Bacchanalia, the Roman era parties to honor Bacchus, the god of wine and festivities, and are associated with a commiserate level of drunkenness. In Solmi’s show, the artist incorporates his background on illustration and animation with a renewed emphasis on painted works to illustrate some of Western history’s controversial heroes.

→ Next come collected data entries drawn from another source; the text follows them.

#[cfg(test)]
mod tests {
    use super::*;
    use approx::assert_abs_diff_eq;

    fn binary_entropy(p: f64) -> f64 {
        if p <= 0.0 || p >= 1.0 {
            return 0.0;
        }
        -p * p.log2() - (1.0 - p) * (1.0 - p).log2()
    }

    #[test]
    fn test_bsc() {
        let w = BmsChannel::bsc(0.1).unwrap();
        assert_eq!(w.output_size(), 2);
        assert_abs_diff_eq!(w.error_probability(), 0.1, epsilon = 1e-12);
        assert_abs_diff_eq!(w.mutual_information(), 1.0 - binary_entropy(0.1), epsilon = 1e-12);
        assert_abs_diff_eq!(w.total_mass(), 1.0, epsilon = 1e-12);
        assert_abs_diff_eq!(w.bhattacharyya(), 2.0 * (0.09f64).sqrt(), epsilon = 1e-12);
    }

    #[test]
    fn test_bec() {
        let w = BmsChannel::bec(0.3).unwrap();
        assert_eq!(w.output_size(), 3);
        assert_abs_diff_eq!(w.error_probability(), 0.15, epsilon = 1e-12);
        assert_abs_diff_eq!(w.mutual_information(), 0.7, epsilon = 1e-12);
        assert_abs_diff_eq!(w.bhattacharyya(), 0.3, epsilon = 1e-12);
    }

    #[test]
    fn test_invalid_parameters() {
        assert!(BmsChannel::bsc(1.5).is_err());
        assert!(BmsChannel::bec(-0.1).is_err());
        assert!(BmsChannel::bsc(f64::NAN).is_err());
    }

    #[test]
    fn test_from_symbols_matches_bsc() {
        let w = BmsChannel::from_symbols(&[(0.1, 1.0 / 9.0), (0.9, 9.0)]).unwrap();
        let bsc = BmsChannel::bsc(0.1).unwrap();
        assert_eq!(w.output_size(), 2);
        assert_abs_diff_eq!(w.error_probability(), bsc.error_probability(), epsilon = 1e-12);
        assert_abs_diff_eq!(w.mutual_information(), bsc.mutual_information(), epsilon = 1e-12);
    }

    #[test]
    fn test_from_symbols_validation() {
        assert!(BmsChannel::from_symbols(&[(0.5, 2.0)]).is_err());
        // masses sum to 1 but not symmetric
        assert!(BmsChannel::from_symbols(&[(0.5, 2.0), (0.5, 0.5)]).is_err());
        assert!(BmsChannel::from_symbols(&[(-0.5, 2.0), (1.5, 1.0)]).is_err());
    }

    #[test]
    fn test_degenerate_channels() {
        let erased = BmsChannel::from_symbols(&[(1.0, 1.0)]).unwrap();
        assert_eq!(erased.output_size(), 1);
        assert_eq!(erased.symbols(), vec![(1.0, 1.0)]);
        assert_abs_diff_eq!(erased.error_probability(), 0.5, epsilon = 1e-12);
        assert_abs_diff_eq!(erased.mutual_information(), 0.0, epsilon = 1e-12);

        let perfect = BmsChannel::from_symbols(&[(1.0, f64::INFINITY)]).unwrap();
        assert_eq!(perfect.error_probability(), 0.0);
        assert_abs_diff_eq!(perfect.mutual_information(), 1.0, epsilon = 1e-12);

        let t = erased.arikan_transform2().degrading_merge(2).unwrap();
        assert_abs_diff_eq!(t.error_probability(), 0.5, epsilon = 1e-12);
    }

    #[test]
    fn test_symbols_sorted_and_symmetric() {
        let w = BmsChannel::bsc(0.2).unwrap().arikan_transform2();
        let symbols = w.symbols();
        assert!(symbols.windows(2).all(|s| s[0].1 <= s[1].1));
        let total: f64 = symbols.iter().map(|s| s.0).sum();
        assert_abs_diff_eq!(total, 1.0, epsilon = 1e-12);
    }

    #[test]
    fn test_transforms_bsc() {
        let w = BmsChannel::bsc(0.1).unwrap();
        let minus = w.arikan_transform1();
        let plus = w.arikan_transform2();
        assert_abs_diff_eq!(minus.error_probability(), 0.18, epsilon = 1e-12);
        assert_abs_diff_eq!(plus.error_probability(), 0.1, epsilon = 1e-12);
        assert_abs_diff_eq!(minus.total_mass(), 1.0, epsilon = 1e-12);
        assert_abs_diff_eq!(plus.total_mass(), 1.0, epsilon = 1e-12);
    }

    #[test]
    fn test_transforms_preserve_total_capacity() {
        for w in [
            BmsChannel::bsc(0.11).unwrap(),
            BmsChannel::bec(0.4).unwrap(),
            BmsChannel::bsc(0.05).unwrap().arikan_transform2(),
        ] {
            let sum = w.arikan_transform1().mutual_information()
                + w.arikan_transform2().mutual_information();
            assert_abs_diff_eq!(sum, 2.0 * w.mutual_information(), epsilon = 1e-10);
        }
    }

    #[test]
    fn test_transforms_bec_closed_form() {
        let e = 0.3;
        let w = BmsChannel::bec(e).unwrap();
        let minus = w.arikan_transform1();
        let plus = w.arikan_transform2();
        assert_abs_diff_eq!(minus.bhattacharyya(), 2.0 * e - e * e, epsilon = 1e-12);
        assert_abs_diff_eq!(plus.bhattacharyya(), e * e, epsilon = 1e-12);
        // an erasure channel stays an erasure channel: two outputs plus erasure
        assert_eq!(minus.output_size(), 3);
        assert_eq!(plus.output_size(), 3);
    }

    #[test]
    fn test_degrading_merge_rejects_bad_mu() {
        let w = BmsChannel::bsc(0.1).unwrap();
        assert!(matches!(w.degrading_merge(3), Err(PolarError::InvalidArgument(_))));
        assert!(matches!(w.degrading_merge(0), Err(PolarError::InvalidArgument(_))));
        assert!(w.degrading_merge(2).is_ok());
    }

    #[test]
    fn test_degrading_merge_is_degrading() {
        let mut w = BmsChannel::bsc(0.08).unwrap();
        for _ in 0..2 {
            w = w.arikan_transform2().arikan_transform1();
        }
        for mu in [2, 4, 8, 16, 32] {
            let q = w.degrading_merge(mu).unwrap();
            assert!(q.output_size() <= mu, "mu={mu} size={}", q.output_size());
            assert!(q.mutual_information() <= w.mutual_information() + 1e-12);
            assert!(q.error_probability() >= w.error_probability() - 1e-12);
            assert_abs_diff_eq!(q.total_mass(), 1.0, epsilon = 1e-9);
        }
    }

    #[test]
    fn test_degrading_merge_finer_is_better() {
        let w = BmsChannel::bsc(0.1).unwrap().arikan_transform1().arikan_transform2();
        let coarse = w.degrading_merge(2).unwrap();
        let fine = w.degrading_merge(8).unwrap();
        assert!(fine.mutual_information() >= coarse.mutual_information() - 1e-12);
    }

    #[test]
    fn test_degrading_merge_noop_when_small() {
        let w = BmsChannel::bsc(0.1).unwrap();
        assert_eq!(w.degrading_merge(16).unwrap(), w);
    }

    #[test]
    fn test_repeated_transforms_stay_sorted() {
        // cross-multiplied ratios of these pairs tie up to rounding
        let mut w = BmsChannel::bsc(0.11).unwrap().degrading_merge(16).unwrap();
        for _ in 0..6 {
            w = w.arikan_transform2().degrading_merge(16).unwrap();
            assert!(w.pairs.windows(2).all(|p| p[0].crossover() > p[1].crossover()));
            assert_abs_diff_eq!(w.total_mass(), 1.0, epsilon = 1e-9);
        }
        let mut w = BmsChannel::bsc(0.11).unwrap().degrading_merge(8).unwrap();
        for step in 0..5 {
            w = if step % 2 == 0 { w.arikan_transform1() } else { w.arikan_transform2() };
            w = w.degrading_merge(8).unwrap();
        }
        assert!(w.output_size() <= 8);
    }

    #[test]
    fn test_near_equal_ratios_fold() {
        let w = BmsChannel::from_pairs([(0.15, 0.05), (0.15 * (1.0 + 1e-15), 0.05), (0.6, 0.0)]);
        assert_eq!(w.pairs.len(), 2);
        assert_abs_diff_eq!(w.total_mass(), 1.0, epsilon = 1e-12);
        assert_eq!(w.pairs[1].b, 0.0);
    }
}
//! # Polar Code Construction Library
//!
//! This crate constructs polar codes for binary memoryless symmetric (BMS)
//! channels and turns them into sparse factor graphs suitable for iterative
//! and LP-style decoding.
//!
//! ## Overview
//!
//! - **Channel degrading**: approximate every bit-channel of the polar
//!   recursion with a bounded output alphabet (Tal and Vardy)
//! - **Frozen-bit selection**: freeze the least reliable positions by error
//!   probability threshold or target rate, in parallel with `rayon`
//! - **Factor graph**: the butterfly structure of `x = u·B_N·F^{⊗n}` as a
//!   bipartite graph of variables and parity checks
//! - **Sparsification**: eliminate frozen variables, degree-2 checks and
//!   dangling auxiliary variables without changing the code
//! - **Decoding**: min-sum or exhaustive ML on the sparse graph
//!
//! ## Construction Flow
//!
//! ```text
//! BmsChannel → FrozenBitSelector → frozen set → PolarCode
//!                                                  │
//!                              PolarFactorGraph ←──┘ → sparsify → H → Decoder
//! ```
//!
//! ## Example
//!
//! ```rust
//! use polargraph_core::prelude::*;
//!
//! let channel = BmsChannel::bsc(0.1).unwrap();
//! let frozen = compute_frozen_indices(&channel, 3, 4, Some(0.1), None).unwrap();
//! assert_eq!(frozen, vec![0, 1, 2, 4]);
//!
//! let mut code = PolarCode::new(3, frozen).unwrap();
//! let codeword = code.encode(&[1, 0, 0, 1]).unwrap();
//!
//! let mut decoder = SparsePolarDecoder::new(&mut code, DecoderKind::default()).unwrap();
//! let llr: Vec<f64> = codeword.iter().map(|&b| if b == 1 { -3.0 } else { 3.0 }).collect();
//! assert_eq!(decoder.decode(&llr).unwrap().codeword, codeword);
//! ```

pub mod bit_reversal;
pub mod config;
pub mod decoder;
pub mod factor_graph;
pub mod fec;
pub mod gf2;
pub mod linear_code;
pub mod observe;
pub mod types;

pub use bit_reversal::{bit_reversal_permutation, bit_reverse};
pub use config::{ChannelConfig, ConfigError, PolarConfig, SelectionConfig};
pub use decoder::{DecodeOutput, Decoder, DecoderKind, SparsePolarDecoder};
pub use factor_graph::{CheckId, FactorGraph, VarId};
pub use fec::{
    compute_frozen_indices, BmsChannel, FrozenBitSelector, FrozenCriterion, PolarCode,
    PolarFactorGraph, SparsifyStats, ZStructure,
};
pub use gf2::Gf2Matrix;
pub use linear_code::BinaryLinearBlockCode;
pub use types::{Bit, BitVec, Llr, PolarError, PolarResult};

/// Prelude module for convenient imports
pub mod prelude {
    pub use crate::decoder::{DecodeOutput, DecoderKind, SparsePolarDecoder};
    pub use crate::fec::{
        compute_frozen_indices, BmsChannel, FrozenBitSelector, FrozenCriterion, PolarCode,
        PolarFactorGraph,
    };
    pub use crate::gf2::Gf2Matrix;
    pub use crate::types::{PolarError, PolarResult};
}
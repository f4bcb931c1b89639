//! Polar Code Construction Blocks
//!
//! - [`BmsChannel`] - binary memoryless symmetric channels with degrading merge
//! - [`FrozenBitSelector`] - bit-channel error probabilities and frozen sets
//! - [`PolarFactorGraph`] - butterfly factor graph and its sparsification
//! - [`PolarCode`] - encoder, generator/parity-check matrices, cached graph
//!
//! ## Usage
//!
//! ```rust
//! use polargraph_core::fec::{compute_frozen_indices, BmsChannel, PolarCode};
//!
//! let channel = BmsChannel::bsc(0.1).unwrap();
//! let frozen = compute_frozen_indices(&channel, 3, 4, Some(0.1), None).unwrap();
//!
//! let mut code = PolarCode::new(3, frozen).unwrap();
//! let stats = code.factor_graph_mut().unwrap().sparsify().unwrap();
//! assert!(stats.checks_after < stats.checks_before);
//! ```

pub mod bms_channel;
pub mod frozen_bits;
pub mod polar;
pub mod polar_graph;

pub use bms_channel::BmsChannel;
pub use frozen_bits::{compute_frozen_indices, select_frozen, FrozenBitSelector, FrozenCriterion};
pub use polar::{polar_transform, PolarCode};
pub use polar_graph::{PolarFactorGraph, SparsifyStats, ZStructure, MAX_STAGES};
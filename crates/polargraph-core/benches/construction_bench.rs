//! Polar Construction Benchmarks
//!
//! Frozen-bit selection (sequential vs parallel bit-channel evaluation) and
//! factor graph sparsification.
//!
//! Run with: cargo bench -p polargraph-core --bench construction_bench

use criterion::{black_box, criterion_group, criterion_main, BenchmarkId, Criterion, Throughput};
use std::time::Duration;

use polargraph_core::prelude::*;

/// Bit-channel error probabilities: sequential vs parallel
fn bench_frozen_selection(c: &mut Criterion) {
    let mut group = c.benchmark_group("frozen_selection");
    group.measurement_time(Duration::from_secs(10));
    group.sample_size(10);

    let channel = BmsChannel::bsc(0.11).unwrap();
    let mu = 16;

    for n in [6u32, 8, 10].iter() {
        group.throughput(Throughput::Elements(1u64 << n));

        let sequential = FrozenBitSelector::new(channel.clone(), *n, mu)
            .unwrap()
            .parallel(false);
        group.bench_with_input(BenchmarkId::new("sequential", n), &sequential, |b, s| {
            b.iter(|| s.select(black_box(FrozenCriterion::Rate(0.5))).unwrap())
        });

        let parallel = FrozenBitSelector::new(channel.clone(), *n, mu)
            .unwrap()
            .parallel(true);
        group.bench_with_input(BenchmarkId::new("parallel", n), &parallel, |b, s| {
            b.iter(|| s.select(black_box(FrozenCriterion::Rate(0.5))).unwrap())
        });
    }

    group.finish();
}

/// Degrading merge of a transformed channel with many symbols
fn bench_degrading_merge(c: &mut Criterion) {
    let mut group = c.benchmark_group("degrading_merge");

    let mut channel = BmsChannel::bsc(0.11).unwrap().degrading_merge(32).unwrap();
    channel = channel.arikan_transform2().degrading_merge(32).unwrap();
    let wide = channel.arikan_transform1();

    for mu in [8usize, 32, 128].iter() {
        group.bench_with_input(BenchmarkId::from_parameter(mu), mu, |b, &mu| {
            b.iter(|| black_box(&wide).degrading_merge(mu).unwrap())
        });
    }

    group.finish();
}

/// Graph construction plus sparsification at rate 1/2
fn bench_sparsify(c: &mut Criterion) {
    let mut group = c.benchmark_group("sparsify");
    group.sample_size(20);

    let channel = BmsChannel::bec(0.5).unwrap();
    for n in [6u32, 8, 10].iter() {
        let frozen = compute_frozen_indices(&channel, *n, 16, None, Some(0.5)).unwrap();
        group.throughput(Throughput::Elements(1u64 << n));
        group.bench_with_input(BenchmarkId::from_parameter(n), &frozen, |b, frozen| {
            b.iter(|| {
                let mut graph = PolarFactorGraph::new(*n).unwrap();
                graph.set_frozen(frozen).unwrap();
                graph.sparsify().unwrap()
            })
        });
    }

    group.finish();
}

criterion_group!(
    benches,
    bench_frozen_selection,
    bench_degrading_merge,
    bench_sparsify
);
criterion_main!(benches);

The majority of the works on view are LCD screens displaying animated videos of immense celebrations, set into sumptuous and ornate painted frames which carry on the themes of the scenes. In attendance at these celebrations are familiar faces, albeit twisted to possess terrifying, toothy grins and wide, unblinking eyes. The main work, entitled The Bathhouse (2020), has five screens depicting Julius Caesar, George Washington, and Christopher Columbus among others partaking in the festival. In other works, such as The Golden Gift (2020) or The Indulgent Fathers (2020), we see these same characters partying through historical moments, such as Columbus’ crusade landing or the crossing of the Delaware.
Solmi reimagines these figures as devilishly smiling partiers, who are unconcerned with the people – particularly Native victims of colonialist action – who are trampled over by their revelry. The show, through all its varied mediums, points a finger towards the rampant deification of these historical figures despite the atrocities and pain they perpetuated and profited from.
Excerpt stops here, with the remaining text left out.